▸ WORK INSTRUCTION: Transcribe every entry word for word.

[DATA FOR THIS TASK Boundary: Start]

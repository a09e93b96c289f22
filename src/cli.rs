use std::ffi::OsString;
use std::path::PathBuf;

use clap::{Parser, ValueEnum, error::ErrorKind};
use tracing::info;

use crate::cleaner::{CleanReport, clean_data};
use crate::config::{CategorySchemaFile, MalformedRowPolicy, PipelineConfig, WriteMode};
use crate::constants::cli::{BIN_NAME, USAGE_EXAMPLE};
use crate::constants::columns::{CATEGORIES_COLUMN, ID_COLUMN};
use crate::constants::storage::DEFAULT_TABLE_NAME;
use crate::errors::EtlError;
use crate::loader::load_data;
use crate::store::save_data;

#[derive(Debug, Clone, Copy, ValueEnum)]
enum IfExistsArg {
    Replace,
    Append,
    Fail,
}

impl From<IfExistsArg> for WriteMode {
    fn from(value: IfExistsArg) -> Self {
        match value {
            IfExistsArg::Replace => WriteMode::Replace,
            IfExistsArg::Append => WriteMode::Append,
            IfExistsArg::Fail => WriteMode::Fail,
        }
    }
}

#[derive(Debug, Parser)]
#[command(
    name = BIN_NAME,
    disable_help_subcommand = true,
    about = "Join, deduplicate, and decode message categories into a SQLite table",
    long_about = "Load the messages and categories CSV files, inner-join them on the id column, drop duplicate (original, id) rows, expand the packed category field into one 0/1 column per category, and write the result to a SQLite database.",
    after_help = format!("Example: {USAGE_EXAMPLE}")
)]
/// CLI for `process_data`.
///
/// Common usage:
/// - Default run, replacing `ETL_data`: `process_data messages.csv categories.csv out.db`
/// - Pin the category set: `--category-schema categories.json`
/// - Stop at the first malformed category field: `--strict`
struct ProcessDataCli {
    #[arg(value_name = "MESSAGES_PATH", help = "CSV file with the messages")]
    messages_path: PathBuf,
    #[arg(value_name = "CATEGORIES_PATH", help = "CSV file with the packed categories")]
    categories_path: PathBuf,
    #[arg(value_name = "DATABASE_PATH", help = "SQLite database file to write")]
    database_path: PathBuf,
    #[arg(
        long = "table-name",
        value_name = "NAME",
        default_value = DEFAULT_TABLE_NAME,
        help = "Destination table name"
    )]
    table_name: String,
    #[arg(
        long = "if-exists",
        value_enum,
        default_value_t = IfExistsArg::Replace,
        help = "What to do when the destination table already exists"
    )]
    if_exists: IfExistsArg,
    #[arg(
        long = "category-schema",
        value_name = "PATH",
        help = "JSON file {\"categories\": [...]} fixing the category names and order"
    )]
    category_schema: Option<PathBuf>,
    #[arg(
        long = "id-column",
        value_name = "NAME",
        default_value = ID_COLUMN,
        help = "Join key present in both inputs"
    )]
    id_column: String,
    #[arg(
        long = "categories-column",
        value_name = "NAME",
        default_value = CATEGORIES_COLUMN,
        help = "Column holding the packed category field"
    )]
    categories_column: String,
    #[arg(long, help = "Abort on the first malformed category field instead of skipping it")]
    strict: bool,
}

impl ProcessDataCli {
    fn pipeline_config(&self) -> Result<PipelineConfig, EtlError> {
        let mut config = PipelineConfig::default()
            .with_id_column(self.id_column.clone())
            .with_categories_column(self.categories_column.clone())
            .with_table_name(self.table_name.clone())
            .with_write_mode(self.if_exists.into());
        if self.strict {
            config = config.with_malformed_rows(MalformedRowPolicy::Abort);
        }
        if let Some(path) = &self.category_schema {
            config = config.with_categories(CategorySchemaFile::load(path)?.categories);
        }
        config.validate()?;
        Ok(config)
    }
}

/// Outcome of a completed `process_data` run.
#[derive(Clone, Debug)]
pub struct RunSummary {
    /// Rows written to the destination table.
    pub rows_written: usize,
    /// Cleaning report (duplicates, schema, rejected rows).
    pub report: CleanReport,
}

/// Run the load → clean → save pipeline from command-line arguments
/// (excluding the binary name).
///
/// Returns `Ok(None)` when help or version output was requested.
pub fn run_process_data<I>(args_iter: I) -> Result<Option<RunSummary>, EtlError>
where
    I: IntoIterator,
    I::Item: Into<OsString> + Clone,
{
    let _ = tracing_subscriber::fmt()
        .with_env_filter(tracing_subscriber::EnvFilter::from_default_env())
        .with_writer(std::io::stderr)
        .try_init();

    let Some(cli) = parse_cli::<ProcessDataCli, _>(
        std::iter::once(OsString::from(BIN_NAME)).chain(args_iter.into_iter().map(Into::into)),
    )?
    else {
        return Ok(None);
    };
    let config = cli.pipeline_config()?;

    println!(
        "Loading data...\n    MESSAGES: {}\n    CATEGORIES: {}",
        cli.messages_path.display(),
        cli.categories_path.display()
    );
    let joined = load_data(&cli.messages_path, &cli.categories_path, &config.id_column)?;

    println!("Cleaning data...");
    let outcome = clean_data(joined, &config)?;
    if !outcome.report.rejected.is_empty() {
        println!(
            "    skipped {} row(s) with malformed category fields",
            outcome.report.rejected.len()
        );
    }

    println!("Saving data...\n    DATABASE: {}", cli.database_path.display());
    let rows_written = save_data(
        &outcome.table,
        &cli.database_path,
        &config.table_name,
        config.write_mode,
    )?;

    println!("Cleaned data saved to database!");
    info!(rows_written, table = %config.table_name, "run complete");
    Ok(Some(RunSummary {
        rows_written,
        report: outcome.report,
    }))
}

/// Print a failure the way the binary reports it: clap's own usage output for
/// argument errors, one `error:` line for everything else.
pub fn report_error(err: &EtlError) {
    match err {
        EtlError::Argument(clap_err) => {
            let _ = clap_err.print();
        }
        other => eprintln!("error: {other}"),
    }
}

fn parse_cli<T, I>(args: I) -> Result<Option<T>, EtlError>
where
    T: Parser,
    I: IntoIterator,
    I::Item: Into<OsString> + Clone,
{
    match T::try_parse_from(args) {
        Ok(cli) => Ok(Some(cli)),
        Err(err) => match err.kind() {
            ErrorKind::DisplayHelp | ErrorKind::DisplayVersion => {
                err.print()?;
                Ok(None)
            }
            _ => Err(err.into()),
        },
    }
}

#[cfg(test)]
mod tests {
    use super::*;
    use crate::constants::exit_codes;

    fn parse(args: &[&str]) -> Result<Option<ProcessDataCli>, EtlError> {
        parse_cli::<ProcessDataCli, _>(std::iter::once(BIN_NAME).chain(args.iter().copied()))
    }

    #[test]
    fn three_positionals_use_defaults() {
        let cli = parse(&["m.csv", "c.csv", "out.db"]).unwrap().unwrap();
        assert_eq!(cli.database_path, PathBuf::from("out.db"));
        let config = cli.pipeline_config().unwrap();
        assert_eq!(config.table_name, DEFAULT_TABLE_NAME);
        assert_eq!(config.write_mode, WriteMode::Replace);
        assert_eq!(config.malformed_rows, MalformedRowPolicy::Skip);
    }

    #[test]
    fn wrong_arity_is_a_usage_error() {
        for args in [&["m.csv", "c.csv"][..], &["a", "b", "c", "d"][..], &[][..]] {
            let err = parse(args).unwrap_err();
            assert!(matches!(err, EtlError::Argument(_)));
            assert_eq!(err.exit_code(), exit_codes::USAGE);
        }
    }

    #[test]
    fn options_map_onto_pipeline_config() {
        let cli = parse(&[
            "m.csv",
            "c.csv",
            "out.db",
            "--table-name",
            "messages_clean",
            "--if-exists",
            "append",
            "--strict",
            "--id-column",
            "message_id",
        ])
        .unwrap()
        .unwrap();
        let config = cli.pipeline_config().unwrap();
        assert_eq!(config.table_name, "messages_clean");
        assert_eq!(config.write_mode, WriteMode::Append);
        assert_eq!(config.malformed_rows, MalformedRowPolicy::Abort);
        assert_eq!(config.dedup_columns, vec!["original", "message_id"]);
    }
}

[DATA FOR THIS TASK Boundary: End]

▸ TASK ANSWER:
repository a09e93b96c289f22
filename src/cli.rs
use std::ffi::OsString;
use std::path::PathBuf;

use clap::{Parser, ValueEnum, error::ErrorKind};
use tracing::info;

use crate::cleaner::{CleanReport, clean_data};
use crate::config::{CategorySchemaFile, MalformedRowPolicy, PipelineConfig, WriteMode};
use crate::constants::cli::{BIN_NAME, USAGE_EXAMPLE};
use crate::constants::columns::{CATEGORIES_COLUMN, ID_COLUMN};
use crate::constants::storage::DEFAULT_TABLE_NAME;
use crate::errors::EtlError;
use crate::loader::load_data;
use crate::store::save_data;

#[derive(Debug, Clone, Copy, ValueEnum)]
enum IfExistsArg {
    Replace,
    Append,
    Fail,
}

impl From<IfExistsArg> for WriteMode {
    fn from(value: IfExistsArg) -> Self {
        match value {
            IfExistsArg::Replace => WriteMode::Replace,
            IfExistsArg::Append => WriteMode::Append,
            IfExistsArg::Fail => WriteMode::Fail,
        }
    }
}

#[derive(Debug, Parser)]
#[command(
    name = BIN_NAME,
    disable_help_subcommand = true,
    about = "Join, deduplicate, and decode message categories into a SQLite table",
    long_about = "Load the messages and categories CSV files, inner-join them on the id column, drop duplicate (original, id) rows, expand the packed category field into one 0/1 column per category, and write the result to a SQLite database.",
    after_help = format!("Example: {USAGE_EXAMPLE}")
)]
/// CLI for `process_data`.
///
/// Common usage:
/// - Default run, replacing `ETL_data`: `process_data messages.csv categories.csv out.db`
/// - Pin the category set: `--category-schema categories.json`
/// - Stop at the first malformed category field: `--strict`
struct ProcessDataCli {
    #[arg(value_name = "MESSAGES_PATH", help = "CSV file with the messages")]
    messages_path: PathBuf,
    #[arg(value_name = "CATEGORIES_PATH", help = "CSV file with the packed categories")]
    categories_path: PathBuf,
    #[arg(value_name = "DATABASE_PATH", help = "SQLite database file to write")]
    database_path: PathBuf,
    #[arg(
        long = "table-name",
        value_name = "NAME",
        default_value = DEFAULT_TABLE_NAME,
        help = "Destination table name"
    )]
    table_name: String,
    #[arg(
        long = "if-exists",
        value_enum,
        default_value_t = IfExistsArg::Replace,
        help = "What to do when the destination table already exists"
    )]
    if_exists: IfExistsArg,
    #[arg(
        long = "category-schema",
        value_name = "PATH",
        help = "JSON file {\"categories\": [...]} fixing the category names and order"
    )]
    category_schema: Option<PathBuf>,
    #[arg(
        long = "id-column",
        value_name = "NAME",
        default_value = ID_COLUMN,
        help = "Join key present in both inputs"
    )]
    id_column: String,
    #[arg(
        long = "categories-column",
        value_name = "NAME",
        default_value = CATEGORIES_COLUMN,
        help = "Column holding the packed category field"
    )]
    categories_column: String,
    #[arg(long, help = "Abort on the first malformed category field instead of skipping it")]
    strict: bool,
}

impl ProcessDataCli {
    fn pipeline_config(&self) -> Result<PipelineConfig, EtlError> {
        let mut config = PipelineConfig::default()
            .with_id_column(self.id_column.clone())
            .with_categories_column(self.categories_column.clone())
            .with_table_name(self.table_name.clone())
            .with_write_mode(self.if_exists.into());
        if self.strict {
            config = config.with_malformed_rows(MalformedRowPolicy::Abort);
        }
        if let Some(path) = &self.category_schema {
            config = config.with_categories(CategorySchemaFile::load(path)?.categories);
        }
        config.validate()?;
        Ok(config)
    }
}

/// Outcome of a completed `process_data` run.
#[derive(Clone, Debug)]
pub struct RunSummary {
    /// Rows written to the destination table.
    pub rows_written: usize,
    /// Cleaning report (duplicates, schema, rejected rows).
    pub report: CleanReport,
}

/// Run the load → clean → save pipeline from command-line arguments
/// (excluding the binary name).
///
/// Returns `Ok(None)` when help or version output was requested.
pub fn run_process_data<I>(args_iter: I) -> Result<Option<RunSummary>, EtlError>
where
    I: IntoIterator,
    I::Item: Into<OsString> + Clone,
{
    let _ = tracing_subscriber::fmt()
        .with_env_filter(tracing_subscriber::EnvFilter::from_default_env())
        .with_writer(std::io::stderr)
        .try_init();

    let Some(cli) = parse_cli::<ProcessDataCli, _>(
        std::iter::once(OsString::from(BIN_NAME)).chain(args_iter.into_iter().map(Into::into)),
    )?
    else {
        return Ok(None);
    };
    let config = cli.pipeline_config()?;

    println!(
        "Loading data...\n    MESSAGES: {}\n    CATEGORIES: {}",
        cli.messages_path.display(),
        cli.categories_path.display()
    );
    let joined = load_data(&cli.messages_path, &cli.categories_path, &config.id_column)?;

    println!("Cleaning data...");
    let outcome = clean_data(joined, &config)?;
    if !outcome.report.rejected.is_empty() {
        println!(
            "    skipped {} row(s) with malformed category fields",
            outcome.report.rejected.len()
        );
    }

    println!("Saving data...\n    DATABASE: {}", cli.database_path.display());
    let rows_written = save_data(
        &outcome.table,
        &cli.database_path,
        &config.table_name,
        config.write_mode,
    )?;

    println!("Cleaned data saved to database!");
    info!(rows_written, table = %config.table_name, "run complete");
    Ok(Some(RunSummary {
        rows_written,
        report: outcome.report,
    }))
}

/// Print a failure the way the binary reports it: clap's own usage output for
/// argument errors, one `error:` line for everything else.
pub fn report_error(err: &EtlError) {
    match err {
        EtlError::Argument(clap_err) => {
            let _ = clap_err.print();
        }
        other => eprintln!("error: {other}"),
    }
}

fn parse_cli<T, I>(args: I) -> Result<Option<T>, EtlError>
where
    T: Parser,
    I: IntoIterator,
    I::Item: Into<OsString> + Clone,
{
    match T::try_parse_from(args) {
        Ok(cli) => Ok(Some(cli)),
        Err(err) => match err.kind() {
            ErrorKind::DisplayHelp | ErrorKind::DisplayVersion => {
                err.print()?;
                Ok(None)
            }
            _ => Err(err.into()),
        },
    }
}

#[cfg(test)]
mod tests {
    use super::*;
    use crate::constants::exit_codes;

    fn parse(args: &[&str]) -> Result<Option<ProcessDataCli>, EtlError> {
        parse_cli::<ProcessDataCli, _>(std::iter::once(BIN_NAME).chain(args.iter().copied()))
    }

    #[test]
    fn three_positionals_use_defaults() {
        let cli = parse(&["m.csv", "c.csv", "out.db"]).unwrap().unwrap();
        assert_eq!(cli.database_path, PathBuf::from("out.db"));
        let config = cli.pipeline_config().unwrap();
        assert_eq!(config.table_name, DEFAULT_TABLE_NAME);
        assert_eq!(config.write_mode, WriteMode::Replace);
        assert_eq!(config.malformed_rows, MalformedRowPolicy::Skip);
    }

    #[test]
    fn wrong_arity_is_a_usage_error() {
        for args in [&["m.csv", "c.csv"][..], &["a", "b", "c", "d"][..], &[][..]] {
            let err = parse(args).unwrap_err();
            assert!(matches!(err, EtlError::Argument(_)));
            assert_eq!(err.exit_code(), exit_codes::USAGE);
        }
    }

    #[test]
    fn options_map_onto_pipeline_config() {
        let cli = parse(&[
            "m.csv",
            "c.csv",
            "out.db",
            "--table-name",
            "messages_clean",
            "--if-exists",
            "append",
            "--strict",
            "--id-column",
            "message_id",
        ])
        .unwrap()
        .unwrap();
        let config = cli.pipeline_config().unwrap();
        assert_eq!(config.table_name, "messages_clean");
        assert_eq!(config.write_mode, WriteMode::Append);
        assert_eq!(config.malformed_rows, MalformedRowPolicy::Abort);
        assert_eq!(config.dedup_columns, vec!["original", "message_id"]);
    }
}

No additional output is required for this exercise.